ASSIGNMENT:
Say how many lines below hold the word "warn"; give the number by itself.

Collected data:
++++
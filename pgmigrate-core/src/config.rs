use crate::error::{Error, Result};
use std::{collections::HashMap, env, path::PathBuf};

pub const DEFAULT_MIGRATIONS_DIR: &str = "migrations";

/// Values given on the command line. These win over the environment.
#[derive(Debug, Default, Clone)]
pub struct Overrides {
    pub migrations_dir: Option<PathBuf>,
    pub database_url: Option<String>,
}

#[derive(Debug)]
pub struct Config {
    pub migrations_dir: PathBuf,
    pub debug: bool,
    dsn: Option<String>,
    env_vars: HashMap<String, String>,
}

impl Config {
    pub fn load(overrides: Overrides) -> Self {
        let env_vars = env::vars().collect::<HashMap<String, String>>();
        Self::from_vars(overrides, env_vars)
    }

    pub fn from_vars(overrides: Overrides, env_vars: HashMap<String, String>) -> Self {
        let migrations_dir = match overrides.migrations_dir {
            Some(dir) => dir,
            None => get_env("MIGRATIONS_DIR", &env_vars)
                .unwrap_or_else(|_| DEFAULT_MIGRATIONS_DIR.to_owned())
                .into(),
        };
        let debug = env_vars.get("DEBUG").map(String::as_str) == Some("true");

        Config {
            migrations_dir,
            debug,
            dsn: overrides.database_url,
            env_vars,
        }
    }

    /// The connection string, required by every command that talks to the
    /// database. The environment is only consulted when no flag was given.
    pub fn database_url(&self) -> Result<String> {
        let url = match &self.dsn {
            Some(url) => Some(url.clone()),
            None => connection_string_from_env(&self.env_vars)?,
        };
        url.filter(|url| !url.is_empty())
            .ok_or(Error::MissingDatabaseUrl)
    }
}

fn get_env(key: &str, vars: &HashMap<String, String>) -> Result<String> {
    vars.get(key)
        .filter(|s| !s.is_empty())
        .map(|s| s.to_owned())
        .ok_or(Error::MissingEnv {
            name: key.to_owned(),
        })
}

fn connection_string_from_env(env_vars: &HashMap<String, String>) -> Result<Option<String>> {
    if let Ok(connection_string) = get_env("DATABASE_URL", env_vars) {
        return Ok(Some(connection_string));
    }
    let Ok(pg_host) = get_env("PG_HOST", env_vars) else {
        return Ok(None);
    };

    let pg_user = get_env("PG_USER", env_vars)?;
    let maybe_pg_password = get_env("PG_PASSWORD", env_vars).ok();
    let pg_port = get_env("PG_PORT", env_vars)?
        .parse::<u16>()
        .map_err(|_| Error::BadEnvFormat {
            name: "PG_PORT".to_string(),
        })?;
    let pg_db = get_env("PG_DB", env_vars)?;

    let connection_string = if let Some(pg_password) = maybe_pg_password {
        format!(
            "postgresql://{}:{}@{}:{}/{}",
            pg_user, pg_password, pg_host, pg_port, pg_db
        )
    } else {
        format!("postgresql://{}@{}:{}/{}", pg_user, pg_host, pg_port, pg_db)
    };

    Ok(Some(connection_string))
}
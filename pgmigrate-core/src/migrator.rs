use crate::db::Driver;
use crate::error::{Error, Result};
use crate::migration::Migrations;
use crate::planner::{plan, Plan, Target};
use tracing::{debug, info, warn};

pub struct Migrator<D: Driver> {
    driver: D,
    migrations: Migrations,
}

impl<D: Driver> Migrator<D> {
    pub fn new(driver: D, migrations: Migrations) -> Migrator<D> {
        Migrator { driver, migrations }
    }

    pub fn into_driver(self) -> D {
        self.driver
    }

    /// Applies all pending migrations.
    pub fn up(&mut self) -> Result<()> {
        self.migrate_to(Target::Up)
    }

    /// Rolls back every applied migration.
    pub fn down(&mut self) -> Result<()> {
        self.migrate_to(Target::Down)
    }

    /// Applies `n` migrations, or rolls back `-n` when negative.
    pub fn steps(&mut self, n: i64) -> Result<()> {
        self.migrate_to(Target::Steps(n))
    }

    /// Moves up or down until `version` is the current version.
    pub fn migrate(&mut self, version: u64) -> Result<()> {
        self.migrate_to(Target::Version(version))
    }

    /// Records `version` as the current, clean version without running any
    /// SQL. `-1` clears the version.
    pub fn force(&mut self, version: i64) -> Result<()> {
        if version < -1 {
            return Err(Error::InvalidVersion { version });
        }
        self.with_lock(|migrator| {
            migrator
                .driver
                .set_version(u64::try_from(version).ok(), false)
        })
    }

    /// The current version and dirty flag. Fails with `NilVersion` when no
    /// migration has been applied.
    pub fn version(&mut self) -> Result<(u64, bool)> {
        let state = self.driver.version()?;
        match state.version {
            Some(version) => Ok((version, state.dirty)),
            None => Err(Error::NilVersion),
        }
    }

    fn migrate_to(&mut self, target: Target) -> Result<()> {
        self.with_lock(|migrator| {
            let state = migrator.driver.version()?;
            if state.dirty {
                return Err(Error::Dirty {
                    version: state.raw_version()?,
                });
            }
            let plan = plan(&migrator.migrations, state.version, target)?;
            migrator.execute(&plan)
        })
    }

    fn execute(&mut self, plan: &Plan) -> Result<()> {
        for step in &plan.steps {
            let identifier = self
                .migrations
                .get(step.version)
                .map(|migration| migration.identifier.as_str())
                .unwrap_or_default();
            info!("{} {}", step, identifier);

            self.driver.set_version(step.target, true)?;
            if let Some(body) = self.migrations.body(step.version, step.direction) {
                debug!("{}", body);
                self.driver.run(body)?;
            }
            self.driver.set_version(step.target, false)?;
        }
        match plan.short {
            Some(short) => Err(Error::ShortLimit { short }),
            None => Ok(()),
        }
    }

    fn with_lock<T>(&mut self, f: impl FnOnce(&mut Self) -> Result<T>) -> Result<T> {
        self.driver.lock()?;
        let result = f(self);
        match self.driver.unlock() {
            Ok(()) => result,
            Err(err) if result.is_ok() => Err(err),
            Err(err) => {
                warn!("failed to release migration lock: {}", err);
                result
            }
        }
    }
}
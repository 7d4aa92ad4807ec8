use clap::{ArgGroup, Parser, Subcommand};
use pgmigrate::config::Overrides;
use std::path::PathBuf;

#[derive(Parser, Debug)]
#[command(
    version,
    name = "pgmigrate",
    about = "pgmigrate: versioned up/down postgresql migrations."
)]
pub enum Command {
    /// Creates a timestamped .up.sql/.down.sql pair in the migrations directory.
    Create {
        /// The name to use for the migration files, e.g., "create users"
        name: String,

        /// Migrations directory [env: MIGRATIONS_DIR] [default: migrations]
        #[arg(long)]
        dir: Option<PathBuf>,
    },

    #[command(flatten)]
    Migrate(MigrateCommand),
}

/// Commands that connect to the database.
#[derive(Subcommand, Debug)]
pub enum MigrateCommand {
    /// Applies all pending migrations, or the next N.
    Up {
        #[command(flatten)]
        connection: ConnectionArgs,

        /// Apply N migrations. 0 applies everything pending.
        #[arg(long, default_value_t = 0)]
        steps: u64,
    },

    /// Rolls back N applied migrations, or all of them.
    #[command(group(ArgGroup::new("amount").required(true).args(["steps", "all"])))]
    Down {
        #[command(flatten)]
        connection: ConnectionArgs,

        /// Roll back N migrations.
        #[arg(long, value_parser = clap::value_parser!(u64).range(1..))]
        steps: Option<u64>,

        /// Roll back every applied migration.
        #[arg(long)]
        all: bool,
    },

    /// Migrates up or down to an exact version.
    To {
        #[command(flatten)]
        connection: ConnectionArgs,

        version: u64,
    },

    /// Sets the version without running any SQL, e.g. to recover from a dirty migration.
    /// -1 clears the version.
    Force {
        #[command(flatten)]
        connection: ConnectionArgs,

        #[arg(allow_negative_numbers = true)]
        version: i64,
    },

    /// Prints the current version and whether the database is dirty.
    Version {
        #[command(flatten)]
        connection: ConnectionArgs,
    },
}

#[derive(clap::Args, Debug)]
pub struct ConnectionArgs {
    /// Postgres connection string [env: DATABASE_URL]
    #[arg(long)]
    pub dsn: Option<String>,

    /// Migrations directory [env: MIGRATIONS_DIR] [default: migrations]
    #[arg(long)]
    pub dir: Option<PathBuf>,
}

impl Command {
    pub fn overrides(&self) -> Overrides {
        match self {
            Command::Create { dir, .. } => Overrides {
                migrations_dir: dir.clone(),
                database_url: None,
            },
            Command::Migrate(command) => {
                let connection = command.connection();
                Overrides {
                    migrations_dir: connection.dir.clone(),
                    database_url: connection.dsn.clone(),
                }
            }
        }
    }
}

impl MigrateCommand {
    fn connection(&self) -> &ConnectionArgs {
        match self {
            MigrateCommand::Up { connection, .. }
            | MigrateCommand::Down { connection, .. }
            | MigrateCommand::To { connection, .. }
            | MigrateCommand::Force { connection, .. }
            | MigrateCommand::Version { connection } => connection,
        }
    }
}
++++
ANSWER TO THIS EXERCISE:
2